So now you understand the workload, you have it modeled right and diagrammed and, and you're kind of with the group you're working with, have a common understanding, then you need to think about how we're going to use that framework that SEAMS model on a workload to mitigate some potential failures. And then the first part of it a after you've deci or, you know, start asking questions around this failure modes we talked about is figuring out the tradeoffs you need to make.

Um and this is the same for Abraham with the aircraft, right? Um for our systems, the first is usually there's a cost and effort component here and this could be, we talked about redundancy, adding replicas or spares, increases cost. Um there's an uh you know, an effort of implementing some advanced resilience patterns. Um and, and Mike will talk about some in a few minutes. There's also complexity involved um where you're gonna have, you know, um you know, maybe advanced CI/CD systems to deploy in certain, you know, ways to help um reduce misconfiguration in bugs or you need more enhanced observability to understand different failure modes and be able to detect things, you know, more of a leading indicator than a lagging indicator. It's gonna be increased operational burden where you need to have you know, more sophisticated run books on call process. Um you know, making sure that teams know what they need to do in an event. Um this all, you know, is a trade off that you're gonna need to make on your critical systems. And then the last is consistency and latency. A lot of times these systems tend to start thinking about a multiregional approach or having ADR strategy. And there's usually a typical trade-off of consistency over availability. Once you start to, you know, think about CAP theorem and asynchronous replication, but a trade off, you're going to need to reason about.

So now you, you, you saw SEAMS, the failure categories, you looked at the workload, you start to understand how those failure modes can manifest.

Um, we looked at some of the tradeoffs of, of maybe implementing a mitigation. And then now you need to think about if there is a particular failure mode that you're, you, you've kind of reasoned about, you need to think about what is the likelihood that it could happen. All right, like should we invest our time in, in this particular failure mode? And likelihood is all about the possibility that this could occur.

Um, and if you think about, for example, if you have an EC2 instance over the lifetime of the instance, you're probably gonna patch it, you're gonna, you know, have maintenance on it, the decent likelihood that at some point, you know, something's gonna go wrong and that instance is going to be unavailable. Now, on the flip side, if you're using RDS and you have, you know, multiple replicas, there's probably not a, a high likelihood that that's gonna be unavailable because if something goes wrong, you have the replica, you have to take over and, you know, you're, you're good to go.

Um, the other piece is impact where you want to understand the harm if you will or the reputational or commercial damage of, you know, that failure of manifesting. Um, and so thinking about how likely it is to happen versus the impact that are happening, you can make a judgment on which failure modes to focus on and continue on with um developing mitigations for.

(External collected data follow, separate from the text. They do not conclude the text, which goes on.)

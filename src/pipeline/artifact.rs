//! 阶段间中间产物的读写
//!
//! 记录与字段名都以 JSON Lines 保存（每行一个 JSON 值），未解析行按原文逐行保存。

use crate::error::Result;
use serde::Serialize;
use serde::de::DeserializeOwned;
use std::fs::File;
use std::io::{BufRead, BufReader, BufWriter, Write};
use std::path::Path;

/// 以 JSON Lines 写出一组值
pub fn write_json_lines<'a, T, I>(path: &Path, items: I) -> Result<usize>
where
    T: Serialize + 'a,
    I: IntoIterator<Item = &'a T>,
{
    let mut writer = BufWriter::new(File::create(path)?);
    let mut count = 0;
    for item in items {
        serde_json::to_writer(&mut writer, item)?;
        writer.write_all(b"\n")?;
        count += 1;
    }
    writer.flush()?;
    Ok(count)
}

/// 读取 JSON Lines 文件，忽略空行
pub fn read_json_lines<T: DeserializeOwned>(path: &Path) -> Result<Vec<T>> {
    let reader = BufReader::new(File::open(path)?);
    let mut items = Vec::new();
    for line in reader.lines() {
        let line = line?;
        if line.trim().is_empty() {
            continue;
        }
        items.push(serde_json::from_str(&line)?);
    }
    Ok(items)
}

/// 逐行写出文本（每行追加 `\n`）
pub fn write_lines<S: AsRef<str>>(path: &Path, lines: &[S]) -> Result<()> {
    let mut writer = BufWriter::new(File::create(path)?);
    for line in lines {
        writer.write_all(line.as_ref().as_bytes())?;
        writer.write_all(b"\n")?;
    }
    writer.flush()?;
    Ok(())
}
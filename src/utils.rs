//! 通用工具函数

use std::time::Duration;

/// 将耗时格式化为便于阅读的字符串
///
/// 依次为 `1h 2m 3s`、`2m 3s`、`3s`、`250ms`、`<1ms`，秒以下取整舍去。
pub fn format_wall_time(elapsed: Duration) -> String {
    let total_secs = elapsed.as_secs();
    let (hours, rest) = (total_secs / 3600, total_secs % 3600);
    let (minutes, seconds) = (rest / 60, rest % 60);

    if hours > 0 {
        format!("{hours}h {minutes}m {seconds}s")
    } else if minutes > 0 {
        format!("{minutes}m {seconds}s")
    } else if seconds >= 1 {
        format!("{seconds}s")
    } else {
        let ms = (elapsed.as_secs_f64() * 1000.0).round() as u64;
        if elapsed.as_secs_f64() * 1000.0 >= 1.0 {
            format!("{ms}ms")
        } else {
            "<1ms".to_string()
        }
    }
}
//! 错误类型定义
//!
//! 这个模块定义了库中使用的所有错误类型，使用 thiserror 提供丰富的错误信息。
//! 单行无法解析（`UnparsableLine`）不属于这里：它是解析变体的正常返回分支，
//! 见 [`crate::fwlog::UnparsableLine`]。

/// 防火墙日志解析流水线的结果类型
pub type Result<T> = std::result::Result<T, FwlogError>;

/// 防火墙日志解析流水线错误类型
#[derive(Debug, thiserror::Error)]
pub enum FwlogError {
    /// IO错误
    #[error("IO错误: {0}")]
    Io(#[from] std::io::Error),

    /// 中间产物（JSON Lines）序列化/反序列化错误
    #[error("中间产物序列化错误: {0}")]
    Json(#[from] serde_json::Error),

    /// 表格（TSV）读写错误
    #[error("表格读写错误: {0}")]
    Csv(#[from] csv::Error),

    /// 配置文件解析错误
    #[error("配置文件解析错误: {0}")]
    TomlDe(#[from] toml::de::Error),

    /// 配置文件序列化错误
    #[error("配置文件序列化错误: {0}")]
    TomlSer(#[from] toml::ser::Error),

    /// 配置错误
    #[error("配置错误: {0}")]
    Config(String),

    /// 流水线前置条件不满足（源文件不存在、输出目录已存在等），在任何阶段开始前报告
    #[error("流水线状态无效: {message}")]
    InvalidPipelineState { message: String },

    /// 并行任务失败
    #[error("阶段 {stage} 的任务 {task_id} 失败: {message}")]
    WorkerTaskFailure { stage: String, task_id: usize, message: String },

    /// 与某个分块相关的错误
    #[error("分块 {chunk_id}: {source}")]
    Chunk {
        chunk_id: usize,
        #[source]
        source: Box<FwlogError>,
    },

    /// 其他错误
    #[error("未知错误: {0}")]
    Other(String),
}

impl FwlogError {
    /// 创建一个配置错误
    pub fn config_error<S: Into<String>>(message: S) -> Self {
        let message = message.into();
        tracing::error!("配置错误: {}", message);
        Self::Config(message)
    }

    /// 创建一个流水线前置条件错误
    pub fn pipeline_state<S: Into<String>>(message: S) -> Self {
        let message = message.into();
        tracing::error!("流水线状态无效: {}", message);
        Self::InvalidPipelineState { message }
    }

    /// 创建一个并行任务失败错误
    pub fn worker_failure<S: Into<String>, M: Into<String>>(
        stage: S,
        task_id: usize,
        message: M,
    ) -> Self {
        let stage = stage.into();
        let message = message.into();
        tracing::error!("阶段 {} 的任务 {} 失败: {}", stage, task_id, message);
        Self::WorkerTaskFailure { stage, task_id, message }
    }

    /// 为错误附加分块编号
    pub fn in_chunk(self, chunk_id: usize) -> Self {
        Self::Chunk { chunk_id, source: Box::new(self) }
    }

    /// 创建一个其他类型错误
    pub fn other<S: Into<String>>(message: S) -> Self {
        let message = message.into();
        tracing::error!("未知错误: {}", message);
        Self::Other(message)
    }

    /// 检查是否为 IO 错误（会穿透分块包装）
    pub fn is_io_error(&self) -> bool {
        match self {
            FwlogError::Io(_) => true,
            FwlogError::Chunk { source, .. } => source.is_io_error(),
            _ => false,
        }
    }

    /// 检查是否为配置错误
    pub fn is_config_error(&self) -> bool {
        matches!(self, FwlogError::Config(_))
    }

    /// 检查是否为流水线前置条件错误
    pub fn is_pipeline_state_error(&self) -> bool {
        matches!(self, FwlogError::InvalidPipelineState { .. })
    }

    /// 检查是否为并行任务失败
    pub fn is_worker_failure(&self) -> bool {
        matches!(self, FwlogError::WorkerTaskFailure { .. })
    }

    /// 返回错误所属的分块编号（如有）
    pub fn chunk_id(&self) -> Option<usize> {
        match self {
            FwlogError::Chunk { chunk_id, .. } => Some(*chunk_id),
            _ => None,
        }
    }
}
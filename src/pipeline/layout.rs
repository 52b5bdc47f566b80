//! 输出目录布局
//!
//! ```text
//! <out>/
//!   .0_split/chunk_<id><ext>
//!   .1_parsed/<variant>/chunk_<id>.<variant>.records
//!   .1_parsed/<variant>/chunk_<id>.<variant>.keys
//!   .1_parsed/na/chunk_<id>.na<ext>
//!   .2_tabularized/<variant>/chunk_<id>.<variant>.tsv
//!   <stem>.<variant>.tsv
//!   <stem>.na<ext>
//! ```
//!
//! 所有分块产物按 (分块编号, 变体) 定址，不同任务永远不会写同一路径。

use crate::error::{FwlogError, Result};
use crate::fwlog::LEFTOVER_NAME;
use std::path::{Path, PathBuf};

const SPLIT_DIR: &str = ".0_split";
const PARSED_DIR: &str = ".1_parsed";
const TABULARIZED_DIR: &str = ".2_tabularized";

const RECORDS_EXT: &str = "records";
const KEYS_EXT: &str = "keys";
const TABLE_EXT: &str = "tsv";

/// 一次运行的输出路径集合
#[derive(Debug, Clone, PartialEq, Eq)]
pub struct OutputLayout {
    root: PathBuf,
    stem: String,
    /// 源文件扩展名（含前导 `.`，没有时为空）
    ext: String,
}

impl OutputLayout {
    /// 由源文件路径推导布局；未指定输出目录时使用 `<源文件目录>/<文件名主干>`
    ///
    /// 源文件没有扩展名且未指定输出目录时返回 [`FwlogError::InvalidPipelineState`]。
    pub fn new(source: &Path, out_dir: Option<&Path>) -> Result<Self> {
        let stem = source
            .file_stem()
            .map(|s| s.to_string_lossy().into_owned())
            .filter(|s| !s.is_empty())
            .ok_or_else(|| {
                FwlogError::pipeline_state(format!(
                    "无法从源文件路径推导文件名: {}",
                    source.display()
                ))
            })?;
        let ext = source
            .extension()
            .map(|e| format!(".{}", e.to_string_lossy()))
            .unwrap_or_default();
        let root = match out_dir {
            Some(dir) => dir.to_path_buf(),
            None => {
                // 没有扩展名时默认输出目录与源文件同名
                if ext.is_empty() {
                    return Err(FwlogError::pipeline_state(format!(
                        "源文件没有扩展名，无法推导默认输出目录，请显式指定输出目录: {}",
                        source.display()
                    )));
                }
                source.parent().unwrap_or_else(|| Path::new("")).join(&stem)
            }
        };

        Ok(Self { root, stem, ext })
    }

    pub fn root(&self) -> &Path {
        &self.root
    }

    pub fn stem(&self) -> &str {
        &self.stem
    }

    pub fn ext(&self) -> &str {
        &self.ext
    }

    pub fn split_dir(&self) -> PathBuf {
        self.root.join(SPLIT_DIR)
    }

    pub fn parsed_dir(&self) -> PathBuf {
        self.root.join(PARSED_DIR)
    }

    pub fn tabularized_dir(&self) -> PathBuf {
        self.root.join(TABULARIZED_DIR)
    }

    /// 全部中间产物目录
    pub fn intermediate_dirs(&self) -> [PathBuf; 3] {
        [self.split_dir(), self.parsed_dir(), self.tabularized_dir()]
    }

    pub fn chunk_path(&self, chunk_id: usize) -> PathBuf {
        self.split_dir().join(format!("chunk_{chunk_id}{}", self.ext))
    }

    pub fn parsed_variant_dir(&self, variant: &str) -> PathBuf {
        self.parsed_dir().join(variant)
    }

    pub fn records_path(&self, variant: &str, chunk_id: usize) -> PathBuf {
        self.parsed_variant_dir(variant)
            .join(format!("chunk_{chunk_id}.{variant}.{RECORDS_EXT}"))
    }

    pub fn keys_path(&self, variant: &str, chunk_id: usize) -> PathBuf {
        self.parsed_variant_dir(variant)
            .join(format!("chunk_{chunk_id}.{variant}.{KEYS_EXT}"))
    }

    pub fn leftover_dir(&self) -> PathBuf {
        self.parsed_variant_dir(LEFTOVER_NAME)
    }

    pub fn leftover_chunk_path(&self, chunk_id: usize) -> PathBuf {
        self.leftover_dir()
            .join(format!("chunk_{chunk_id}.{LEFTOVER_NAME}{}", self.ext))
    }

    pub fn table_dir(&self, variant: &str) -> PathBuf {
        self.tabularized_dir().join(variant)
    }

    pub fn table_chunk_path(&self, variant: &str, chunk_id: usize) -> PathBuf {
        self.table_dir(variant)
            .join(format!("chunk_{chunk_id}.{variant}.{TABLE_EXT}"))
    }

    pub fn final_table_path(&self, variant: &str) -> PathBuf {
        self.root.join(format!("{}.{variant}.{TABLE_EXT}", self.stem))
    }

    pub fn final_leftover_path(&self) -> PathBuf {
        self.root.join(format!("{}.{LEFTOVER_NAME}{}", self.stem, self.ext))
    }
}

And just to kind of show here, there's typically like a point of diminishing returns, right, that you can kind of eke out so much more resilience from time and effort in taking those tradeoffs. And the kind of as you get to the top of that curve, it's usually reserved for more of our critical systems where maybe if you have an internal, you know, in your organization, like an internal internal directory to look up folks, you probably don't want to spend a ton of time and effort uh making them very resilient. But if you have a system that's critical to your business and uh driving a lot of revenue, you probably want to focus more on the resilience and specifically the critical user stories um that are driving your business.

So the next part is now that you've figured out the failure mode, you, you know, where you want to focus, you need to think about how you would observe these things and you really want to have leading indicators and lagging indicators. If you can leading indicator being, you're, you're being aware that something is changing in the system and you're approaching a threshold that could cause an uh you know, a unavailability um scenario um but hasn't happened yet.

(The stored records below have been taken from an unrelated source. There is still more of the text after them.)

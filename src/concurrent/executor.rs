//! 两级扇出 / 扇入并行执行器
//!
//! 外层按轮询把任务分配给至多 `max_workers` 个 worker 线程，每个 worker
//! 再按轮询分配给至多 `max_threads` 个内层线程。全部任务结束后按任务编号
//! 重新排序，保证结果顺序与提交顺序一致，与实际完成顺序无关。

use super::types::{FailurePolicy, TaskFailure, TaskResult};
use crate::config::PipelineConfig;
use crate::error::{FwlogError, Result};
use crate::utils::format_wall_time;
use std::any::Any;
use std::fmt::Display;
use std::panic::{self, AssertUnwindSafe};
use std::sync::atomic::{AtomicBool, Ordering};
use std::thread;
use std::time::Instant;
use tracing::Span;

/// 并行执行器
#[derive(Debug, Clone)]
pub struct ParallelExecutor {
    stage: String,
    max_workers: usize,
    max_threads: usize,
    policy: FailurePolicy,
    span: Span,
}

/// 一个 worker / 内层线程分到的任务
type Bucket<P> = Vec<(usize, P)>;

impl ParallelExecutor {
    /// 创建执行器，`max_workers` / `max_threads` 至少为 1
    pub fn new(
        stage: impl Into<String>,
        max_workers: usize,
        max_threads: usize,
        policy: FailurePolicy,
    ) -> Self {
        Self {
            stage: stage.into(),
            max_workers: max_workers.max(1),
            max_threads: max_threads.max(1),
            policy,
            span: Span::current(),
        }
    }

    /// 使用流水线配置创建执行器
    pub fn from_config(stage: impl Into<String>, config: &PipelineConfig) -> Self {
        Self::new(stage, config.max_workers, config.max_threads, config.failure_policy)
    }

    /// 指定 worker 线程中重新进入的 span
    pub fn with_span(mut self, span: Span) -> Self {
        self.span = span;
        self
    }

    pub fn stage(&self) -> &str {
        &self.stage
    }

    pub fn policy(&self) -> FailurePolicy {
        self.policy
    }

    /// 并行执行 `task(param)`，返回按任务编号排序的结果槽
    ///
    /// 任务编号从 1 开始，按 `params` 顺序分配。fail-fast 策略下只要有任务失败
    /// （返回错误或 panic）就返回 [`FwlogError::WorkerTaskFailure`]，报告编号最小的
    /// 失败；best-effort 策略下失败保存在各自的结果槽中。
    pub fn execute<P, T, E, F>(&self, params: Vec<P>, task: F) -> Result<Vec<TaskResult<T>>>
    where
        P: Send,
        T: Send,
        E: Display,
        F: Fn(P) -> std::result::Result<T, E> + Sync,
    {
        if params.is_empty() {
            tracing::debug!("阶段 {}: 没有任务", self.stage);
            return Ok(Vec::new());
        }

        let start = Instant::now();
        let total = params.len();
        let numbered = params.into_iter().enumerate().map(|(i, p)| (i + 1, p));
        let buckets = distribute(numbered, self.max_workers);

        tracing::info!(
            "阶段 {}: 开始执行 {} 个任务（{} 个 worker × {} 个线程，策略 {}）",
            self.stage,
            total,
            buckets.len(),
            self.max_threads,
            self.policy
        );

        let abort = AtomicBool::new(false);
        let mut results = self.run_buckets(buckets, &task, &abort)?;
        results.sort_by_key(|r| r.task_id);

        let failures: Vec<&TaskFailure> = results.iter().filter_map(|r| r.failure()).collect();

        tracing::info!(
            "阶段 {}: 完成 {}/{} 个任务，失败 {} 个，耗时 {}",
            self.stage,
            results.len() - failures.len(),
            total,
            failures.len(),
            format_wall_time(start.elapsed())
        );

        if self.policy == FailurePolicy::FailFast {
            if let Some(first) = failures.first() {
                return Err(FwlogError::worker_failure(
                    self.stage.clone(),
                    first.task_id,
                    first.message.clone(),
                ));
            }
        }

        Ok(results)
    }

    fn run_buckets<P, T, E, F>(
        &self,
        buckets: Vec<Bucket<P>>,
        task: &F,
        abort: &AtomicBool,
    ) -> Result<Vec<TaskResult<T>>>
    where
        P: Send,
        T: Send,
        E: Display,
        F: Fn(P) -> std::result::Result<T, E> + Sync,
    {
        thread::scope(|scope| -> Result<Vec<TaskResult<T>>> {
            let mut handles = Vec::with_capacity(buckets.len());
            for (worker_idx, bucket) in buckets.into_iter().enumerate() {
                let name = format!("{}-w{}", self.stage, worker_idx);
                let handle = thread::Builder::new()
                    .name(name)
                    .spawn_scoped(scope, move || self.run_worker(worker_idx, bucket, task, abort))?;
                handles.push(handle);
            }

            let mut results = Vec::new();
            for (worker_idx, handle) in handles.into_iter().enumerate() {
                let worker_results = handle.join().map_err(|payload| {
                    FwlogError::other(format!(
                        "阶段 {} 的 worker {} 异常退出: {}",
                        self.stage,
                        worker_idx,
                        panic_message(payload.as_ref())
                    ))
                })??;
                results.extend(worker_results);
            }
            Ok(results)
        })
    }

    fn run_worker<P, T, E, F>(
        &self,
        worker_idx: usize,
        bucket: Bucket<P>,
        task: &F,
        abort: &AtomicBool,
    ) -> Result<Vec<TaskResult<T>>>
    where
        P: Send,
        T: Send,
        E: Display,
        F: Fn(P) -> std::result::Result<T, E> + Sync,
    {
        let _enter = self.span.enter();
        tracing::debug!("worker {} 分到 {} 个任务", worker_idx, bucket.len());

        if self.max_threads == 1 || bucket.len() <= 1 {
            return Ok(self.run_sequential(bucket, task, abort));
        }

        let inner = distribute(bucket, self.max_threads);
        thread::scope(|scope| -> Result<Vec<TaskResult<T>>> {
            let mut handles = Vec::with_capacity(inner.len());
            for (thread_idx, items) in inner.into_iter().enumerate() {
                let name = format!("{}-w{}-t{}", self.stage, worker_idx, thread_idx);
                let handle = thread::Builder::new().name(name).spawn_scoped(scope, move || {
                    let _enter = self.span.enter();
                    self.run_sequential(items, task, abort)
                })?;
                handles.push(handle);
            }

            let mut results = Vec::new();
            for handle in handles {
                let thread_results = handle.join().map_err(|payload| {
                    FwlogError::other(format!(
                        "阶段 {} 的内层线程异常退出: {}",
                        self.stage,
                        panic_message(payload.as_ref())
                    ))
                })?;
                results.extend(thread_results);
            }
            Ok(results)
        })
    }

    fn run_sequential<P, T, E, F>(
        &self,
        items: Bucket<P>,
        task: &F,
        abort: &AtomicBool,
    ) -> Vec<TaskResult<T>>
    where
        E: Display,
        F: Fn(P) -> std::result::Result<T, E>,
    {
        let mut results = Vec::with_capacity(items.len());
        for (task_id, param) in items {
            if self.policy == FailurePolicy::FailFast && abort.load(Ordering::Acquire) {
                tracing::debug!("阶段 {}: 已有任务失败，跳过任务 {}", self.stage, task_id);
                continue;
            }

            let start = Instant::now();
            let outcome = match panic::catch_unwind(AssertUnwindSafe(|| task(param))) {
                Ok(Ok(value)) => Ok(value),
                Ok(Err(err)) => Err(err.to_string()),
                Err(payload) => Err(format!("任务 panic: {}", panic_message(payload.as_ref()))),
            };

            let outcome = match outcome {
                Ok(value) => {
                    tracing::debug!(
                        "阶段 {}: 任务 {} 完成，耗时 {}",
                        self.stage,
                        task_id,
                        format_wall_time(start.elapsed())
                    );
                    Ok(value)
                }
                Err(message) => {
                    tracing::warn!("阶段 {}: 任务 {} 失败: {}", self.stage, task_id, message);
                    if self.policy == FailurePolicy::FailFast {
                        abort.store(true, Ordering::Release);
                    }
                    Err(TaskFailure { stage: self.stage.clone(), task_id, message })
                }
            };
            results.push(TaskResult { task_id, outcome });
        }
        results
    }
}

/// 按下标轮询把条目分配到至多 `slots` 个桶中，不产生空桶
fn distribute<I, P>(items: I, slots: usize) -> Vec<Bucket<P>>
where
    I: IntoIterator<Item = (usize, P)>,
    I::IntoIter: ExactSizeIterator,
{
    let items = items.into_iter();
    let count = slots.max(1).min(items.len());
    let mut buckets: Vec<Bucket<P>> = (0..count).map(|_| Vec::new()).collect();
    for (index, item) in items.enumerate() {
        buckets[index % count].push(item);
    }
    buckets
}

fn panic_message(payload: &(dyn Any + Send)) -> String {
    if let Some(s) = payload.downcast_ref::<&str>() {
        (*s).to_string()
    } else if let Some(s) = payload.downcast_ref::<String>() {
        s.clone()
    } else {
        "unknown panic".to_string()
    }
}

So for example, this could be, you know, monitoring connection kind of a database and understanding it's getting to a certain threshold where you could then maybe implement, you know, throttling or terminate some, you know, least used connections, um you know, to stop a potential issue from happening where a lagging indicator would be an alarm on, you know, um connections uh failing to the database as an example. Uh but again, we want to have both metrics available to you if you can do that.

And so now that you understand how you would observe them, we need to think about how we would mitigate them. And there's kind of two common approaches, uh preventative or corrective um preventative meaning I'm going to put a mitigation in place that would um stop uh you know, uh an outage or a failure from occurring. And you could think this of like maybe you have an excessive load on your infrastructure, maybe you have, you know, throttling or um load shedding to protect the system. Um so you never get to the point where the system is completely unavailable or corrective mitigation.

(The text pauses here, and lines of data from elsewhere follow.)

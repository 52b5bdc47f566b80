//! 配置管理模块
//!
//! 提供统一的配置文件读取和管理功能

use crate::concurrent::FailurePolicy;
use crate::error::{FwlogError, Result};
use serde::{Deserialize, Serialize};
use std::path::Path;

/// 默认分块大小（约 1 GB）
pub const DEFAULT_CHUNK_SIZE: u64 = 1_000_000_000;

/// 日志格式中缺失年份时使用的默认年份
pub const DEFAULT_FALLBACK_YEAR: i32 = 2020;

/// 主配置结构体
#[derive(Debug, Clone, Default, Serialize, Deserialize)]
pub struct Config {
    /// 日志配置
    #[serde(default)]
    pub log: LogConfig,
    /// 解析流水线配置
    #[serde(default)]
    pub pipeline: PipelineConfig,
}

/// 日志配置
#[derive(Debug, Clone, Serialize, Deserialize)]
#[serde(default)]
pub struct LogConfig {
    /// 是否启用控制台输出
    pub enable_stdout: bool,
    /// 日志输出目录
    pub log_dir: String,
    /// 日志级别 (trace, debug, info, warn, error)
    pub level: String,
}

impl Default for LogConfig {
    fn default() -> Self {
        Self {
            enable_stdout: true,
            log_dir: "logs".to_string(),
            level: "info".to_string(),
        }
    }
}

/// 解析流水线配置
#[derive(Debug, Clone, Serialize, Deserialize)]
#[serde(default)]
pub struct PipelineConfig {
    /// 分块目标字节数（向后对齐到行尾）
    pub chunk_size: u64,
    /// 外层并发 worker 数
    pub max_workers: usize,
    /// 每个 worker 内部的线程数
    pub max_threads: usize,
    /// 是否保留中间产物目录
    pub preserve_intermediate: bool,
    /// 任务失败策略
    pub failure_policy: FailurePolicy,
    /// 日志缺失年份时使用的年份
    pub fallback_year: i32,
    /// 解析变体优先级列表（按顺序尝试）
    pub variants: Vec<String>,
}

impl Default for PipelineConfig {
    fn default() -> Self {
        Self {
            chunk_size: DEFAULT_CHUNK_SIZE,
            max_workers: default_max_workers(),
            max_threads: 1,
            preserve_intermediate: false,
            failure_policy: FailurePolicy::FailFast,
            fallback_year: DEFAULT_FALLBACK_YEAR,
            variants: vec!["hw".to_string(), "cp".to_string()],
        }
    }
}

/// 默认 worker 数：逻辑 CPU 数减一，至少为 1
pub fn default_max_workers() -> usize {
    std::thread::available_parallelism()
        .map(|n| n.get().saturating_sub(1))
        .unwrap_or(1)
        .max(1)
}

impl PipelineConfig {
    /// 验证流水线配置
    pub fn validate(&self) -> Result<()> {
        if self.chunk_size == 0 {
            return Err(FwlogError::config_error("分块大小不能为0"));
        }
        if self.max_workers == 0 {
            return Err(FwlogError::config_error("worker 数不能为0"));
        }
        if self.max_threads == 0 {
            return Err(FwlogError::config_error("每个 worker 的线程数不能为0"));
        }
        if !(1..=9999).contains(&self.fallback_year) {
            return Err(FwlogError::config_error(format!(
                "无效的默认年份: {}",
                self.fallback_year
            )));
        }
        if self.variants.is_empty() {
            return Err(FwlogError::config_error("至少需要一个解析变体"));
        }
        Ok(())
    }
}

impl Config {
    /// 从文件加载配置
    pub fn from_file<P: AsRef<Path>>(path: P) -> Result<Self> {
        let content = std::fs::read_to_string(path)?;
        Self::from_str(&content)
    }

    /// 从字符串加载配置
    #[allow(clippy::should_implement_trait)]
    pub fn from_str(content: &str) -> Result<Self> {
        let config: Config = toml::from_str(content)?;
        config.validate()?;
        Ok(config)
    }

    /// 保存配置到文件
    pub fn save_to_file<P: AsRef<Path>>(&self, path: P) -> Result<()> {
        let content = toml::to_string_pretty(self)?;
        std::fs::write(path, content)?;
        Ok(())
    }

    /// 验证配置的有效性
    pub fn validate(&self) -> Result<()> {
        match self.log.level.as_str() {
            "trace" | "debug" | "info" | "warn" | "error" => {}
            _ => {
                return Err(FwlogError::config_error(format!(
                    "无效的日志级别: {}",
                    self.log.level
                )));
            }
        }

        self.pipeline.validate()
    }
}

As an example may be where you're starting to see aaa load in traffic. And you understand, um that you're gonna get excessive load over the next 24 hours and then maybe you correctly auto scale to start adding capacity as you can. Um would be an example of that.

Um, and so yeah, with that, I'm going to pass it over to Mike who's going to share some customer examples. Thank you.

Thanks Sean. Yeah, yeah, vegetable thing. One of those couple of things, how did he actually use the framework? Uh by it's quite clear that you've been doing it multiple times. Good job. Yeah, i i'm, it's a shadow on the no i and then the system kind of metadata database might work. Give me one second when it's another m you know, handheld. I thought he was telling me, you know, is it milo who i think? Maybe why? No, this is mine. This one, i was like this guy's telling me, i think you can hear me. Maybe we got confused with two mics here because i'm mic too. Here we go. All right, but just all right, you guys get to see me wave hands with a mic and a clicker.

All right, hopefully this is better. So we have this charted database and we have a metadata database that maintains a map of the shards, right? And this is how the nodes in this fleet actually find which database they need to talk to the containers themselves. The software would lazy load the mapping data from the metadata database. So when they've got their first request, they would reach out to this metadata database, get the mapping and then connect to the database they needed to.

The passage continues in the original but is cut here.